(Stored items)
┄┄┄┄┄┄

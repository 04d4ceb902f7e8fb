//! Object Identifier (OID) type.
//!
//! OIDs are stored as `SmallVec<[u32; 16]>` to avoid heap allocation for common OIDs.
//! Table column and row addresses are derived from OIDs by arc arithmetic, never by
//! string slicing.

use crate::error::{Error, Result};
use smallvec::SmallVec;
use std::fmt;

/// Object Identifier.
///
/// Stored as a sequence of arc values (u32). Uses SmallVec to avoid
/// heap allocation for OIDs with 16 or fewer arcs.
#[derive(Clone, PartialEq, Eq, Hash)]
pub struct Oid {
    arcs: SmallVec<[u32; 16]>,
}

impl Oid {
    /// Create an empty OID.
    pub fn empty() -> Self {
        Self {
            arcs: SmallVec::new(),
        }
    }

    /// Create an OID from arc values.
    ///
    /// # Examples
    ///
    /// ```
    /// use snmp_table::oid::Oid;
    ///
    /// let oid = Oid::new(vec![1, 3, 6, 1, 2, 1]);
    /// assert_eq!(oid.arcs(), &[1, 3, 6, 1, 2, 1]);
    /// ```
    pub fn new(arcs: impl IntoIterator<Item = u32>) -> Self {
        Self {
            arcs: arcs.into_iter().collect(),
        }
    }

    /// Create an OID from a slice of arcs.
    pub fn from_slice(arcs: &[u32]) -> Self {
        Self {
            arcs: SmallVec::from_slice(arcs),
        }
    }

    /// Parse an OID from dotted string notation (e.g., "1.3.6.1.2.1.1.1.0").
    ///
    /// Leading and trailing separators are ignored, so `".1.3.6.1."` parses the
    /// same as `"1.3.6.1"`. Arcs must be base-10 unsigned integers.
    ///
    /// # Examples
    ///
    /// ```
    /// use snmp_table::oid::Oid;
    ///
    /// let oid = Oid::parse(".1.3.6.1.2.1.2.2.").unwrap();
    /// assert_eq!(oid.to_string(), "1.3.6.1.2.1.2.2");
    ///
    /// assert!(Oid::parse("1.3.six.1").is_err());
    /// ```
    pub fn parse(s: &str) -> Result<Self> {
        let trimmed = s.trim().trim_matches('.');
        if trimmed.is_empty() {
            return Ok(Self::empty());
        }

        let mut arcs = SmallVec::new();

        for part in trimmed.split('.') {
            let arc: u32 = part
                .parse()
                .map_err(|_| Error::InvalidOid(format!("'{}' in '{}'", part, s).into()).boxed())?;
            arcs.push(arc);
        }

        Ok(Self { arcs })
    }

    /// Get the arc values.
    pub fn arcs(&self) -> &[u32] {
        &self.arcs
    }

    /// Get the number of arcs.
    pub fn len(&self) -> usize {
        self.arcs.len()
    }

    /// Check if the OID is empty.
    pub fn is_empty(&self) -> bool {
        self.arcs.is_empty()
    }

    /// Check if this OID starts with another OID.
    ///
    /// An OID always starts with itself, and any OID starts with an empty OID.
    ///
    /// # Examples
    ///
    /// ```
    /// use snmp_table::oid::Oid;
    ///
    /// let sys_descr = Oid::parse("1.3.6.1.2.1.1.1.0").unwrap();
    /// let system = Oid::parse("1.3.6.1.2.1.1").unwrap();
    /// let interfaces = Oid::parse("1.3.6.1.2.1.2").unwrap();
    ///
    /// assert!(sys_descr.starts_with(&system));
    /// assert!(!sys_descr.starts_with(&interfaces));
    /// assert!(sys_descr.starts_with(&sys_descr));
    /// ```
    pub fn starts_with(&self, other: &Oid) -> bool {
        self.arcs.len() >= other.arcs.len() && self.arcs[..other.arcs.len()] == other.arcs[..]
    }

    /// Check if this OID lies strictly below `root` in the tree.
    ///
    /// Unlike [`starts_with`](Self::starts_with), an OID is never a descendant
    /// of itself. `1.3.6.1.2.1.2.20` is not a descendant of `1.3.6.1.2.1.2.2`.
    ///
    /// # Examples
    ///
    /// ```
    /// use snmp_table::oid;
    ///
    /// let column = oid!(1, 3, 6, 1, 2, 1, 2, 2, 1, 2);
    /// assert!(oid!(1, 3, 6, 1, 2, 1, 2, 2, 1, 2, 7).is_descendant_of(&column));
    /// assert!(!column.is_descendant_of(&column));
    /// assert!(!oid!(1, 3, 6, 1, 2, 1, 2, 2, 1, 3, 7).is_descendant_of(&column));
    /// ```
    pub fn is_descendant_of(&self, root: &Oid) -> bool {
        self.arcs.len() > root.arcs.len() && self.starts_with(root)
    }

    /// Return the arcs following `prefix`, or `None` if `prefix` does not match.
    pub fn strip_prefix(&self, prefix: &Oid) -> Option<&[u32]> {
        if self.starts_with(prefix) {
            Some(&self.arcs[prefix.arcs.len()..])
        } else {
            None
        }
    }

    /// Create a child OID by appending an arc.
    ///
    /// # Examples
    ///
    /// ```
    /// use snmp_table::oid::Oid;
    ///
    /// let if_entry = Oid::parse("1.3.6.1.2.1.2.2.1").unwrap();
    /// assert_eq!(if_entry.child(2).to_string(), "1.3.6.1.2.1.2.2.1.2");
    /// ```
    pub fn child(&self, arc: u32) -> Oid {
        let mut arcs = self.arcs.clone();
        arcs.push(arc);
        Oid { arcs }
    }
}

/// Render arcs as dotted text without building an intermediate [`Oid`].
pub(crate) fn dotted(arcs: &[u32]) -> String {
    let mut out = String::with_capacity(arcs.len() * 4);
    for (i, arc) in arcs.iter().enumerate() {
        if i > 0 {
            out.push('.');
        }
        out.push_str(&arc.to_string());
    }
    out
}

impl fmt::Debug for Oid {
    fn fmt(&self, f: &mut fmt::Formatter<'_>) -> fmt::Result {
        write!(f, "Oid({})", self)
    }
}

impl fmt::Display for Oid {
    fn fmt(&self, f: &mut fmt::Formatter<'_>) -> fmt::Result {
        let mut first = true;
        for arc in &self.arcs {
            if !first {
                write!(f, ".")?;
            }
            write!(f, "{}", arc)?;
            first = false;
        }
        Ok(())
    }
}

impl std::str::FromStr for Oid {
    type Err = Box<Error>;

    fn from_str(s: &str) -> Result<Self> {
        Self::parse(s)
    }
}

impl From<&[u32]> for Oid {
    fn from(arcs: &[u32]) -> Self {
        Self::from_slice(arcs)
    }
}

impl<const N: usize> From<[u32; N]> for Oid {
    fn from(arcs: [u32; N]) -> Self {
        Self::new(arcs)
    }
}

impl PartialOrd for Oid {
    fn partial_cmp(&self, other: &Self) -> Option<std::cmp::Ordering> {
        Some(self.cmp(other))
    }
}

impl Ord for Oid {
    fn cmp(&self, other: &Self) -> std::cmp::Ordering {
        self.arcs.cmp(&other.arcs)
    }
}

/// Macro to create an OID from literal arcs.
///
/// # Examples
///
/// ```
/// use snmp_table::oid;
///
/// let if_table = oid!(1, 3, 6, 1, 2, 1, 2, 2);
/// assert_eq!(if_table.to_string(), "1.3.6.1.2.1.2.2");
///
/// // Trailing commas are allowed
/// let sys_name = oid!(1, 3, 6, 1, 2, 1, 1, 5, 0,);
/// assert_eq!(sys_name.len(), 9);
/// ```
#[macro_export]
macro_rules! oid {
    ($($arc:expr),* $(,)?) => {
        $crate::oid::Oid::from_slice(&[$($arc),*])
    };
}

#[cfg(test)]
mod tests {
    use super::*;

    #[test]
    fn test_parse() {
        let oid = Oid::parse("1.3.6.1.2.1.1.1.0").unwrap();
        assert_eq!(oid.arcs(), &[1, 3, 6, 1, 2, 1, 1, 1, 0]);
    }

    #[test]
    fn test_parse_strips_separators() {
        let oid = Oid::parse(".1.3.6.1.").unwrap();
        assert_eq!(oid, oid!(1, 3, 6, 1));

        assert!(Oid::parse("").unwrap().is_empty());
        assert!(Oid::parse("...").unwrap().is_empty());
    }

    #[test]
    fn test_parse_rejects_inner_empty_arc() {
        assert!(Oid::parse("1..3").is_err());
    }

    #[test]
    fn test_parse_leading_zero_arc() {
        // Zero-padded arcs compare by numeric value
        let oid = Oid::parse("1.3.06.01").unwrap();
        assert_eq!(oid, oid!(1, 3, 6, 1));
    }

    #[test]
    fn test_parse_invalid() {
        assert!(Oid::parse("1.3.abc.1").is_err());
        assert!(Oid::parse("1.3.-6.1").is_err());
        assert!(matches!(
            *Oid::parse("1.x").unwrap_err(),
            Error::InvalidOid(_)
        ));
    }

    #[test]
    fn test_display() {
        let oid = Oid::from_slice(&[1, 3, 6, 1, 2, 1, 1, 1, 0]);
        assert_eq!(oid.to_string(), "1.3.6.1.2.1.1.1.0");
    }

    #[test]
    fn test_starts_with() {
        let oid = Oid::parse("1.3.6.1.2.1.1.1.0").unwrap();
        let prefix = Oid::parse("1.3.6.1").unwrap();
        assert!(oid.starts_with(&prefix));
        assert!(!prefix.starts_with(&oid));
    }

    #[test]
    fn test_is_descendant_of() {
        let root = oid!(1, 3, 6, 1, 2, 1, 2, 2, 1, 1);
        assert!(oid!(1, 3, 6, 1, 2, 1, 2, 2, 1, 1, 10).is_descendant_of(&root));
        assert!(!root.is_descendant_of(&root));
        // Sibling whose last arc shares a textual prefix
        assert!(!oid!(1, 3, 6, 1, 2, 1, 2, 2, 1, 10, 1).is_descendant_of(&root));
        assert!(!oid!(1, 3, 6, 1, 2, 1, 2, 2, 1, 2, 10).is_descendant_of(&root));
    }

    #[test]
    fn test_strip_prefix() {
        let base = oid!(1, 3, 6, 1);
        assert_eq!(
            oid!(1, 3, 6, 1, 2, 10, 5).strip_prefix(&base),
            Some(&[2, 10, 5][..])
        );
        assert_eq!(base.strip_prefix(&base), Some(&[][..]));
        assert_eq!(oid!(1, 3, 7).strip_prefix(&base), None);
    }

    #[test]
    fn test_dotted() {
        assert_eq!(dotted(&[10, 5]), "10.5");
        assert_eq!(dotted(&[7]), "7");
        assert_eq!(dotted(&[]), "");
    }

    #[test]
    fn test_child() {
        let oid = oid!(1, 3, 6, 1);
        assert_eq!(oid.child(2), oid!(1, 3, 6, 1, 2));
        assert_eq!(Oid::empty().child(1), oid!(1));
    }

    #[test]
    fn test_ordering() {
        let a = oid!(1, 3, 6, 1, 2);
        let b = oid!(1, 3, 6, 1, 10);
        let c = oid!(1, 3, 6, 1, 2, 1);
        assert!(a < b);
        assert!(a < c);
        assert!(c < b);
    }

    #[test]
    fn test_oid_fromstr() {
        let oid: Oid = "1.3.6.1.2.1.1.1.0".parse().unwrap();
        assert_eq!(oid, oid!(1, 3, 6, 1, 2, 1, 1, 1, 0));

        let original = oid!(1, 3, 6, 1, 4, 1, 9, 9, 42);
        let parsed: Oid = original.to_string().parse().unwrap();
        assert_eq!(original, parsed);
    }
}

┄┄┄┄┄┄

### Problem
Please give, as a single number with nothing added, the count of lines in the records that contain the word "Check".

### Final answer
3